# [What the task asks]
Please write out the data below once more, exactly as it stands.

# [Recorded data]

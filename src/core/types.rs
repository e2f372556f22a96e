//! Core data types produced by the protocol engine.
//!
//! Pose and velocity values use `f64` (the firmware prints them with full
//! precision); scan ranges use `f32` like any laser scan consumer expects.

use serde::{Deserialize, Serialize};
use std::f64::consts::TAU;

/// Number of entries in a synthesized range scan (one per integer degree)
pub const SCAN_READINGS: usize = 360;

/// Closest range the sensors report reliably (meters)
pub const SCAN_RANGE_MIN: f32 = 0.02;

/// Farthest range the sensors report reliably (meters)
pub const SCAN_RANGE_MAX: f32 = 3.0;

/// Current wall-clock time in microseconds since the Unix epoch
pub fn timestamp_us() -> u64 {
    std::time::SystemTime::now()
        .duration_since(std::time::UNIX_EPOCH)
        .map(|d| d.as_micros() as u64)
        .unwrap_or(0)
}

/// 2D pose (position and heading)
#[derive(Debug, Clone, Copy, PartialEq, Serialize, Deserialize)]
pub struct Pose2D {
    /// X position in meters
    pub x: f64,
    /// Y position in meters
    pub y: f64,
    /// Heading in radians (odometry-based)
    pub theta: f64,
}

impl Pose2D {
    pub fn new(x: f64, y: f64, theta: f64) -> Self {
        Self { x, y, theta }
    }
}

/// Orientation quaternion
///
/// Built only from a planar heading, so `x` and `y` are always zero and the
/// quaternion is unit length.
#[derive(Debug, Clone, Copy, PartialEq, Serialize, Deserialize)]
pub struct Quaternion {
    pub x: f64,
    pub y: f64,
    pub z: f64,
    pub w: f64,
}

impl Quaternion {
    /// Rotation of `theta` radians about the vertical axis
    pub fn from_yaw(theta: f64) -> Self {
        let half = theta / 2.0;
        Self {
            x: 0.0,
            y: 0.0,
            z: half.sin(),
            w: half.cos(),
        }
    }

    /// Euclidean norm (1.0 for every quaternion built by [`Quaternion::from_yaw`])
    pub fn norm(&self) -> f64 {
        (self.x * self.x + self.y * self.y + self.z * self.z + self.w * self.w).sqrt()
    }
}

/// Planar velocity (no lateral component)
#[derive(Debug, Clone, Copy, PartialEq, Serialize, Deserialize)]
pub struct Twist2D {
    /// Forward velocity in m/s
    pub linear_x: f64,
    /// Lateral velocity in m/s (always 0 for a differential drive)
    pub linear_y: f64,
    /// Rotation rate in rad/s
    pub angular_z: f64,
}

impl Twist2D {
    pub fn new(linear: f64, angular: f64) -> Self {
        Self {
            linear_x: linear,
            linear_y: 0.0,
            angular_z: angular,
        }
    }
}

/// Transform update for the coordinate-frame tree
#[derive(Debug, Clone, PartialEq, Serialize, Deserialize)]
pub struct TransformStamped {
    pub timestamp_us: u64,
    pub parent_frame: String,
    pub child_frame: String,
    /// Translation (x, y, z) in meters
    pub translation: [f64; 3],
    pub rotation: Quaternion,
}

/// Combined pose + twist record
#[derive(Debug, Clone, PartialEq, Serialize, Deserialize)]
pub struct Odometry {
    pub timestamp_us: u64,
    pub frame_id: String,
    pub child_frame_id: String,
    pub pose: Pose2D,
    /// Pose z is always 0
    pub position_z: f64,
    pub orientation: Quaternion,
    pub twist: Twist2D,
}

/// Synthetic 360-degree range scan
///
/// `ranges[i]` is the distance at integer degree `i`. A value of 0 means
/// "no return", never "obstacle at zero distance".
#[derive(Debug, Clone, PartialEq, Serialize, Deserialize)]
pub struct RangeScan {
    pub timestamp_us: u64,
    pub frame_id: String,
    pub angle_min: f64,
    pub angle_max: f64,
    pub angle_increment: f64,
    pub time_increment: f64,
    pub scan_time: f64,
    pub range_min: f32,
    pub range_max: f32,
    pub ranges: Vec<f32>,
}

impl RangeScan {
    /// Wrap synthesized ranges with the fixed full-circle metadata
    pub fn new(frame_id: &str, timestamp_us: u64, ranges: Vec<f32>) -> Self {
        Self {
            timestamp_us,
            frame_id: frame_id.to_string(),
            angle_min: 0.0,
            angle_max: TAU,
            angle_increment: TAU / SCAN_READINGS as f64,
            time_increment: 0.0,
            scan_time: 1.0,
            range_min: SCAN_RANGE_MIN,
            range_max: SCAN_RANGE_MAX,
            ranges,
        }
    }

    /// Indices holding a return (non-zero range)
    pub fn covered_indices(&self) -> impl Iterator<Item = usize> + '_ {
        self.ranges
            .iter()
            .enumerate()
            .filter(|(_, r)| **r != 0.0)
            .map(|(i, _)| i)
    }
}

/// Safety interlock state
#[derive(Debug, Clone, Copy, PartialEq, Eq, Default, Serialize, Deserialize)]
pub enum SafetyState {
    #[default]
    Unsafe,
    Safe,
}

/// Motor power state
#[derive(Debug, Clone, Copy, PartialEq, Eq, Default, Serialize, Deserialize)]
pub enum MotorPowerState {
    #[default]
    Off,
    On,
}

/// Physical drive constants sent to the firmware on request
#[derive(Debug, Clone, Copy, PartialEq, Default, Serialize, Deserialize)]
pub struct DriveGeometry {
    /// Wheel track width in meters
    pub track_width: f64,
    /// Distance traveled per encoder count in meters
    pub distance_per_count: f64,
}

# [Reply]
filename src/core/types.rs
repository e2f372556f22a96e
//! Core data types produced by the protocol engine.
//!
//! Pose and velocity values use `f64` (the firmware prints them with full
//! precision); scan ranges use `f32` like any laser scan consumer expects.

use serde::{Deserialize, Serialize};
use std::f64::consts::TAU;

/// Number of entries in a synthesized range scan (one per integer degree)
pub const SCAN_READINGS: usize = 360;

/// Closest range the sensors report reliably (meters)
pub const SCAN_RANGE_MIN: f32 = 0.02;

/// Farthest range the sensors report reliably (meters)
pub const SCAN_RANGE_MAX: f32 = 3.0;

/// Current wall-clock time in microseconds since the Unix epoch
pub fn timestamp_us() -> u64 {
    std::time::SystemTime::now()
        .duration_since(std::time::UNIX_EPOCH)
        .map(|d| d.as_micros() as u64)
        .unwrap_or(0)
}

/// 2D pose (position and heading)
#[derive(Debug, Clone, Copy, PartialEq, Serialize, Deserialize)]
pub struct Pose2D {
    /// X position in meters
    pub x: f64,
    /// Y position in meters
    pub y: f64,
    /// Heading in radians (odometry-based)
    pub theta: f64,
}

impl Pose2D {
    pub fn new(x: f64, y: f64, theta: f64) -> Self {
        Self { x, y, theta }
    }
}

/// Orientation quaternion
///
/// Built only from a planar heading, so `x` and `y` are always zero and the
/// quaternion is unit length.
#[derive(Debug, Clone, Copy, PartialEq, Serialize, Deserialize)]
pub struct Quaternion {
    pub x: f64,
    pub y: f64,
    pub z: f64,
    pub w: f64,
}

impl Quaternion {
    /// Rotation of `theta` radians about the vertical axis
    pub fn from_yaw(theta: f64) -> Self {
        let half = theta / 2.0;
        Self {
            x: 0.0,
            y: 0.0,
            z: half.sin(),
            w: half.cos(),
        }
    }

    /// Euclidean norm (1.0 for every quaternion built by [`Quaternion::from_yaw`])
    pub fn norm(&self) -> f64 {
        (self.x * self.x + self.y * self.y + self.z * self.z + self.w * self.w).sqrt()
    }
}

/// Planar velocity (no lateral component)
#[derive(Debug, Clone, Copy, PartialEq, Serialize, Deserialize)]
pub struct Twist2D {
    /// Forward velocity in m/s
    pub linear_x: f64,
    /// Lateral velocity in m/s (always 0 for a differential drive)
    pub linear_y: f64,
    /// Rotation rate in rad/s
    pub angular_z: f64,
}

impl Twist2D {
    pub fn new(linear: f64, angular: f64) -> Self {
        Self {
            linear_x: linear,
            linear_y: 0.0,
            angular_z: angular,
        }
    }
}

/// Transform update for the coordinate-frame tree
#[derive(Debug, Clone, PartialEq, Serialize, Deserialize)]
pub struct TransformStamped {
    pub timestamp_us: u64,
    pub parent_frame: String,
    pub child_frame: String,
    /// Translation (x, y, z) in meters
    pub translation: [f64; 3],
    pub rotation: Quaternion,
}

/// Combined pose + twist record
#[derive(Debug, Clone, PartialEq, Serialize, Deserialize)]
pub struct Odometry {
    pub timestamp_us: u64,
    pub frame_id: String,
    pub child_frame_id: String,
    pub pose: Pose2D,
    /// Pose z is always 0
    pub position_z: f64,
    pub orientation: Quaternion,
    pub twist: Twist2D,
}

/// Synthetic 360-degree range scan
///
/// `ranges[i]` is the distance at integer degree `i`. A value of 0 means
/// "no return", never "obstacle at zero distance".
#[derive(Debug, Clone, PartialEq, Serialize, Deserialize)]
pub struct RangeScan {
    pub timestamp_us: u64,
    pub frame_id: String,
    pub angle_min: f64,
    pub angle_max: f64,
    pub angle_increment: f64,
    pub time_increment: f64,
    pub scan_time: f64,
    pub range_min: f32,
    pub range_max: f32,
    pub ranges: Vec<f32>,
}

impl RangeScan {
    /// Wrap synthesized ranges with the fixed full-circle metadata
    pub fn new(frame_id: &str, timestamp_us: u64, ranges: Vec<f32>) -> Self {
        Self {
            timestamp_us,
            frame_id: frame_id.to_string(),
            angle_min: 0.0,
            angle_max: TAU,
            angle_increment: TAU / SCAN_READINGS as f64,
            time_increment: 0.0,
            scan_time: 1.0,
            range_min: SCAN_RANGE_MIN,
            range_max: SCAN_RANGE_MAX,
            ranges,
        }
    }

    /// Indices holding a return (non-zero range)
    pub fn covered_indices(&self) -> impl Iterator<Item = usize> + '_ {
        self.ranges
            .iter()
            .enumerate()
            .filter(|(_, r)| **r != 0.0)
            .map(|(i, _)| i)
    }
}

/// Safety interlock state
#[derive(Debug, Clone, Copy, PartialEq, Eq, Default, Serialize, Deserialize)]
pub enum SafetyState {
    #[default]
    Unsafe,
    Safe,
}

/// Motor power state
#[derive(Debug, Clone, Copy, PartialEq, Eq, Default, Serialize, Deserialize)]
pub enum MotorPowerState {
    #[default]
    Off,
    On,
}

/// Physical drive constants sent to the firmware on request
#[derive(Debug, Clone, Copy, PartialEq, Default, Serialize, Deserialize)]
pub struct DriveGeometry {
    /// Wheel track width in meters
    pub track_width: f64,
    /// Distance traveled per encoder count in meters
    pub distance_per_count: f64,
}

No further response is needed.